Task brief: Search the records for the word "timeout" and copy each line in which it appears.

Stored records
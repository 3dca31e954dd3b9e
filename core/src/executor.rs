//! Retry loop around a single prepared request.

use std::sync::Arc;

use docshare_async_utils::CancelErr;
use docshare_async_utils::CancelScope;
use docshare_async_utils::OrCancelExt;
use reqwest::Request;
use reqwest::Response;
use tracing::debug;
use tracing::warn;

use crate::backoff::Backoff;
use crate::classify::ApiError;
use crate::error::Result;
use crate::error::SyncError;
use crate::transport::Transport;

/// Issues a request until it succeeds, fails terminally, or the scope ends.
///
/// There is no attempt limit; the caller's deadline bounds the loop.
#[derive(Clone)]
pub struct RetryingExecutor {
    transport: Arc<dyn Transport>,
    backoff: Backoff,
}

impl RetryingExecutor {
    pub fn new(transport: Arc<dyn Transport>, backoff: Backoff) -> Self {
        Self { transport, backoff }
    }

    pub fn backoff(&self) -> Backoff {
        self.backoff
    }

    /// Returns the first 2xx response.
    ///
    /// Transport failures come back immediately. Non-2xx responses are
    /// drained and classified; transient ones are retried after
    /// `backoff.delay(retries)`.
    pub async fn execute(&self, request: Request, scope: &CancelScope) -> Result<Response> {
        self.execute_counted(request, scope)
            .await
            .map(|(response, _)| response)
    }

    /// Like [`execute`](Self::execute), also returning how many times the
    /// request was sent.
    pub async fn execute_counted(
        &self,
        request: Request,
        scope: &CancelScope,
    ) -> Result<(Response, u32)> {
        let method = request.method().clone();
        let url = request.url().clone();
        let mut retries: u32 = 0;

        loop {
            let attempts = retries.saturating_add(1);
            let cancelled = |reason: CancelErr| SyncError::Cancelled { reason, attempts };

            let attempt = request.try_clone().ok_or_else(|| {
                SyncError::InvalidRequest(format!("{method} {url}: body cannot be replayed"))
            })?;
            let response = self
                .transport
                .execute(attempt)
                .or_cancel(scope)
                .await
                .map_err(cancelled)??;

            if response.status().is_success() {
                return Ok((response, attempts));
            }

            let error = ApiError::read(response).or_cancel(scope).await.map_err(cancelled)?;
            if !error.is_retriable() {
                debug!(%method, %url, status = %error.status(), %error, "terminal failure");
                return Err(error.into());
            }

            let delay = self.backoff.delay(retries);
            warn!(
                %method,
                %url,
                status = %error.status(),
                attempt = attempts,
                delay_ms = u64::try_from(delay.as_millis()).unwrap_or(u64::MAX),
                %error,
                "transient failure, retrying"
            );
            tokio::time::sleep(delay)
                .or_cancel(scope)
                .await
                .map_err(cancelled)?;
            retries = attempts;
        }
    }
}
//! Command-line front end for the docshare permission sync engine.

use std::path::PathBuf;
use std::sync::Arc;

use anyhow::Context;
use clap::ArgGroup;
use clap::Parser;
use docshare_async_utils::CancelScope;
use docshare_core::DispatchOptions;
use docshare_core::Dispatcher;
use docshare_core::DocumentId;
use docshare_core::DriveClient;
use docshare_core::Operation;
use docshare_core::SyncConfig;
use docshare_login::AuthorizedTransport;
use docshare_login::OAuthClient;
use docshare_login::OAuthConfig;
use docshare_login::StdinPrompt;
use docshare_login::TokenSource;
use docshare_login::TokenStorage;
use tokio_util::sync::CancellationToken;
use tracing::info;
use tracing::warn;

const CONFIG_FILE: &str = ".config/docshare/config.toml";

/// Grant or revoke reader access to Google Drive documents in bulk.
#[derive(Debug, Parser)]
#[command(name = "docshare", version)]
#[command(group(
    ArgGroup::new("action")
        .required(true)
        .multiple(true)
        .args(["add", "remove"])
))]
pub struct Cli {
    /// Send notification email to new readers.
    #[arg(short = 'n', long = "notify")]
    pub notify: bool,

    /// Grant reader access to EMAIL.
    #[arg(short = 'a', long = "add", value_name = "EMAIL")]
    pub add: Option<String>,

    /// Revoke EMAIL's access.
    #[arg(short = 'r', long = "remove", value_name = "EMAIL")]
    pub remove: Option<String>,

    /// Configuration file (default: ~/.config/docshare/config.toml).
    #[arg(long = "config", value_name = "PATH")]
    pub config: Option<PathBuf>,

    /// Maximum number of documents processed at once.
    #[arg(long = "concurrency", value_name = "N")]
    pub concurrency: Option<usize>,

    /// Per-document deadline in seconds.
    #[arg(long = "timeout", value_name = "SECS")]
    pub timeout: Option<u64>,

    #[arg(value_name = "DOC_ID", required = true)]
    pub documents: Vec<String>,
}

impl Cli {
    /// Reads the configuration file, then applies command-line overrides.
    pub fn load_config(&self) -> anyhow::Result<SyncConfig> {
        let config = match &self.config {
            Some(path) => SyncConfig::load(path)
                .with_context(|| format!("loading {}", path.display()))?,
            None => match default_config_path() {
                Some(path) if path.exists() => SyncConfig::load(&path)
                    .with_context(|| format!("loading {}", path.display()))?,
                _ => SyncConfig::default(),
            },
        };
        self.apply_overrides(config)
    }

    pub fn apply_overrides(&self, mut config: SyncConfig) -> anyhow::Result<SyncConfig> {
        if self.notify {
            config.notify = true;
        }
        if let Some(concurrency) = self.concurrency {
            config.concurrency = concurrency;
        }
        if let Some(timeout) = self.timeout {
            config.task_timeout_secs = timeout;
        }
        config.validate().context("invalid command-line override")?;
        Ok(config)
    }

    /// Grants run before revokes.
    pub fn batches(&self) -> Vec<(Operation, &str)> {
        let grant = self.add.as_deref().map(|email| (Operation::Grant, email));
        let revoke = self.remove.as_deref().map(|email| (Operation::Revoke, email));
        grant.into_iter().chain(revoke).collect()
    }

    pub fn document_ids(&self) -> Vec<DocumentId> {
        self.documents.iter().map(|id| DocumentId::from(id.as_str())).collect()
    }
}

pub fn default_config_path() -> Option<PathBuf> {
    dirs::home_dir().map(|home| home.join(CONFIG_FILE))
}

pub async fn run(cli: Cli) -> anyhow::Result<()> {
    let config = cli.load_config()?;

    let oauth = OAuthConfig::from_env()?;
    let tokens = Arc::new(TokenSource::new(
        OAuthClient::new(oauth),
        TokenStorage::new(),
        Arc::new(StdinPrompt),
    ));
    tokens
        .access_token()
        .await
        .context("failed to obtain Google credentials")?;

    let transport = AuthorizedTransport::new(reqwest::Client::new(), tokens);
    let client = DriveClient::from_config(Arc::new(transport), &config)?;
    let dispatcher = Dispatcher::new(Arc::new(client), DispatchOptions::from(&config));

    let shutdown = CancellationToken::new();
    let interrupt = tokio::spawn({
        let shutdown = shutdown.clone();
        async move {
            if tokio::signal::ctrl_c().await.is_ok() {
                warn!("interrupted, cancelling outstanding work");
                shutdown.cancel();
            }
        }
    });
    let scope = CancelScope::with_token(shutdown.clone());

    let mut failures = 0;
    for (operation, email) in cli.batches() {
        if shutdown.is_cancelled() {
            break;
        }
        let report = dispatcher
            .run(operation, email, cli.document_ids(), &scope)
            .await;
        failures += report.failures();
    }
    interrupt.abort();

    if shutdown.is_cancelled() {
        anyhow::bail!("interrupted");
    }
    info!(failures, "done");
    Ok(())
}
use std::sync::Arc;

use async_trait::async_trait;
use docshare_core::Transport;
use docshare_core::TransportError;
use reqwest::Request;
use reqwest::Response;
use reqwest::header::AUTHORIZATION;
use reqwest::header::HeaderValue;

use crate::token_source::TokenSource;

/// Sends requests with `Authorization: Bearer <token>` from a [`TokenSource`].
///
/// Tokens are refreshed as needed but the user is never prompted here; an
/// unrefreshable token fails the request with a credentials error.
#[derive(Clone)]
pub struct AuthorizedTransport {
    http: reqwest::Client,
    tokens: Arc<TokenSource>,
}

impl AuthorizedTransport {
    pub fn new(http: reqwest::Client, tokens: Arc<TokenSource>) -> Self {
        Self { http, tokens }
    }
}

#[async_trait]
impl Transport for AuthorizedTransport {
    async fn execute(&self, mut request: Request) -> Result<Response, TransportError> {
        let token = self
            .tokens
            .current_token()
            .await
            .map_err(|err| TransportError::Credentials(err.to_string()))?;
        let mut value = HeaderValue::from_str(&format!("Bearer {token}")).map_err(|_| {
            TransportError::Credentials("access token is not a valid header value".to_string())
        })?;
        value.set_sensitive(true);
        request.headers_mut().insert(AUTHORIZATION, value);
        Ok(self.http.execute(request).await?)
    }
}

==

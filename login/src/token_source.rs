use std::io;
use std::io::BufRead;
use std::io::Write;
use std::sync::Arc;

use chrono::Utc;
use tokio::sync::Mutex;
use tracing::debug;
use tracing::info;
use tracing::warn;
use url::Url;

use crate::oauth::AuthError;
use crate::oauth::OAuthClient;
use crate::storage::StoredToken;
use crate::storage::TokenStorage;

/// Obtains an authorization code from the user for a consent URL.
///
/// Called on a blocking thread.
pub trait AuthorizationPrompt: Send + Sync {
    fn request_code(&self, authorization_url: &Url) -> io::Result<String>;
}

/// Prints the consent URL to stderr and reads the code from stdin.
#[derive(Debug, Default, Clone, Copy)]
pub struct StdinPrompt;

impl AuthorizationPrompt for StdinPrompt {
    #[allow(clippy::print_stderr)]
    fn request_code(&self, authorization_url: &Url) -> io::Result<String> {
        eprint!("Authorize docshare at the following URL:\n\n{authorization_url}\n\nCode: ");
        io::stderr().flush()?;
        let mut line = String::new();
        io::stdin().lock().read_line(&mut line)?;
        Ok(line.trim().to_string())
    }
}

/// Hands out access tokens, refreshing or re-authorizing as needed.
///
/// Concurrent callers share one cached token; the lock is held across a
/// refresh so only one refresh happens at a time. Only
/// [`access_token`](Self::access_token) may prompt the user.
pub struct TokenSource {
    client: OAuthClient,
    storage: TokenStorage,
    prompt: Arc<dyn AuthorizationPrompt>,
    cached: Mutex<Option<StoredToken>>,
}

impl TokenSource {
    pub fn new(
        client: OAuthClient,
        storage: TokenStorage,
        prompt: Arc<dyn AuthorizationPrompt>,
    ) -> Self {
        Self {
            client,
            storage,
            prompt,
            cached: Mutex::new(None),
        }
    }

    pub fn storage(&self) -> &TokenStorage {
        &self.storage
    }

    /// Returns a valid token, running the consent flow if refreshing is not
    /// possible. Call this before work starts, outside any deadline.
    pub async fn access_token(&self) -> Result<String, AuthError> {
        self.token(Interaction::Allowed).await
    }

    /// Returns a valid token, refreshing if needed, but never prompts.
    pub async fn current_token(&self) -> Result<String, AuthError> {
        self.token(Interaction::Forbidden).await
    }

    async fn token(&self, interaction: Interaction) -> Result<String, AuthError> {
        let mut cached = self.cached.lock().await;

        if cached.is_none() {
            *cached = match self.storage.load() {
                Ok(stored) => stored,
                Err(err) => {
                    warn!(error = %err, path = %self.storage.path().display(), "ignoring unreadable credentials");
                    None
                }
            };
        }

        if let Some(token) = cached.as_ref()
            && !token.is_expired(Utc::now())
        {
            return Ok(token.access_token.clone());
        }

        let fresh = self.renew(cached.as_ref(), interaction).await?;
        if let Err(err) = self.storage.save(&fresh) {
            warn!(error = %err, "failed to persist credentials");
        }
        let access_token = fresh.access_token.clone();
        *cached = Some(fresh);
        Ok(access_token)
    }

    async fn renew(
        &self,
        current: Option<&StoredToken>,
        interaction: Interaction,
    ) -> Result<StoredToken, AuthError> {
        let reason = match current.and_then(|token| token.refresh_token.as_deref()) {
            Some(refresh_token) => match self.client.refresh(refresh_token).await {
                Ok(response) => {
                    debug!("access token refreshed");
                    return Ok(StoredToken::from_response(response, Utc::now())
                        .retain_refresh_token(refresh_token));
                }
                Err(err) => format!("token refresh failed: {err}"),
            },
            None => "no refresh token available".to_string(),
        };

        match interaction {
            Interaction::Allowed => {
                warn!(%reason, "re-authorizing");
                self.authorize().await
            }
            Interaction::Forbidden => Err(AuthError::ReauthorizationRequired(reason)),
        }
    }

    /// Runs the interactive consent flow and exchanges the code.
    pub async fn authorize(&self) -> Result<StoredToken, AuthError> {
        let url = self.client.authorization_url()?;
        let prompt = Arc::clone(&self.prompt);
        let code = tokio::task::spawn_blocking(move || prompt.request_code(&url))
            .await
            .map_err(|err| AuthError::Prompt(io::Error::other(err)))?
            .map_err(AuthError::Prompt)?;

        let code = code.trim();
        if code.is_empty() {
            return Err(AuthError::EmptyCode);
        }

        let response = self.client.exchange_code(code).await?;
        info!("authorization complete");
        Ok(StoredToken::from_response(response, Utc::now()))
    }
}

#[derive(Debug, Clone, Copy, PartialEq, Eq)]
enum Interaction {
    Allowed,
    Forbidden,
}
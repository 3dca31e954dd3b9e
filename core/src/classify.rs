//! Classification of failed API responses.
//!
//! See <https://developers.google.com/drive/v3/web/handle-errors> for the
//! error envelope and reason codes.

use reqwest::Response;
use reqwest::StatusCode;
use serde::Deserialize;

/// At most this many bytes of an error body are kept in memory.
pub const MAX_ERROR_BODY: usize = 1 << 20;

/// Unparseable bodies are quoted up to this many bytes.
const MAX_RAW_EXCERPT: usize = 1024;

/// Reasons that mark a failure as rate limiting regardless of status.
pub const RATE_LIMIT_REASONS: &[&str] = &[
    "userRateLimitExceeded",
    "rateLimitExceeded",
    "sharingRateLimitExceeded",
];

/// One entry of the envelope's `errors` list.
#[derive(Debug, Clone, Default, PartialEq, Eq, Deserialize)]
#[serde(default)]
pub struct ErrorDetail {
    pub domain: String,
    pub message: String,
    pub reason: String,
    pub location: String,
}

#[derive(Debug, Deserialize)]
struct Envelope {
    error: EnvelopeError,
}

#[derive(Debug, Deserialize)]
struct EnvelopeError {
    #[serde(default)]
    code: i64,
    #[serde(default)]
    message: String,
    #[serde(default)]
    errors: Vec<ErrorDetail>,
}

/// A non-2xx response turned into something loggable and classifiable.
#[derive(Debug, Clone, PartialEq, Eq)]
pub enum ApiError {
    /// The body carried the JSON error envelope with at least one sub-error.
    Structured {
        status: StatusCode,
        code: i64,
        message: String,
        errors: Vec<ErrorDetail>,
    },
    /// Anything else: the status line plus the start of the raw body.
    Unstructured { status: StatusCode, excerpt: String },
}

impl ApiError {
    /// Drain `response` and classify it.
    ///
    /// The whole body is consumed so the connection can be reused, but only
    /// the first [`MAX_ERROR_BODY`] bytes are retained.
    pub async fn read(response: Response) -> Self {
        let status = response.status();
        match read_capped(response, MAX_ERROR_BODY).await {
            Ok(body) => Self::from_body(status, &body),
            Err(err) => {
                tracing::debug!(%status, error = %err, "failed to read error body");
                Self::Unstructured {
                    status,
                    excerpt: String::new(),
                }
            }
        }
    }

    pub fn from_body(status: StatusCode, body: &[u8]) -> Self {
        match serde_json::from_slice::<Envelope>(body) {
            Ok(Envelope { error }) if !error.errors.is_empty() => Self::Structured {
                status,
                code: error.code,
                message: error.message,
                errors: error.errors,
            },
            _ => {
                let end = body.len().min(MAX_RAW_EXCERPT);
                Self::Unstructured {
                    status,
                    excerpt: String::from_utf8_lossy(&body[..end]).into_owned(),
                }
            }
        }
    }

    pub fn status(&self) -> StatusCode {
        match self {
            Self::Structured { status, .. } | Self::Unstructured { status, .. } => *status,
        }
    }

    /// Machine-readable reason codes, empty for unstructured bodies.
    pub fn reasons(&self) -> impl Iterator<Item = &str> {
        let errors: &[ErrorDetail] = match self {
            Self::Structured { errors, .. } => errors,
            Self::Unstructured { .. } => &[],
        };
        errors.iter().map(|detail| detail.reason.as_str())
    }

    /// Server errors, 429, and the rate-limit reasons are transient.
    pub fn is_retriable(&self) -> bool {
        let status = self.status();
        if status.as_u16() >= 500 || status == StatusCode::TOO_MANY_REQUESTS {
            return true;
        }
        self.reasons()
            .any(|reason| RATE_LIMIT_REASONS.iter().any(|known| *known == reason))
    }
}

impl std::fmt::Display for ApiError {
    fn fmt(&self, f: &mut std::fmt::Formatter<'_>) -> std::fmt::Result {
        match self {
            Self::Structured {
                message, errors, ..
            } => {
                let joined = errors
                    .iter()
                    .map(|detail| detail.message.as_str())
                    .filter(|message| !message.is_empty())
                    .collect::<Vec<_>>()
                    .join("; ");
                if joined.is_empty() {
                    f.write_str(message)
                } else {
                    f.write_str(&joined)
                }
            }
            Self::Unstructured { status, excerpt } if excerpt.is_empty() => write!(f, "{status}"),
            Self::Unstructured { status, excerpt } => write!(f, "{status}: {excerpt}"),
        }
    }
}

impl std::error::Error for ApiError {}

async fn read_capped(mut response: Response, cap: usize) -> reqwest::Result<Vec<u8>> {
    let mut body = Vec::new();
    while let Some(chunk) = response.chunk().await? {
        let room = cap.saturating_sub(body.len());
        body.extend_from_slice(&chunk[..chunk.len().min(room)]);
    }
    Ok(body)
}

Completed task:
    #[arg(long = "timeout", value_name = "SECS")]
    pub timeout: Option<u64>,
        if let Some(timeout) = self.timeout {
            config.task_timeout_secs = timeout;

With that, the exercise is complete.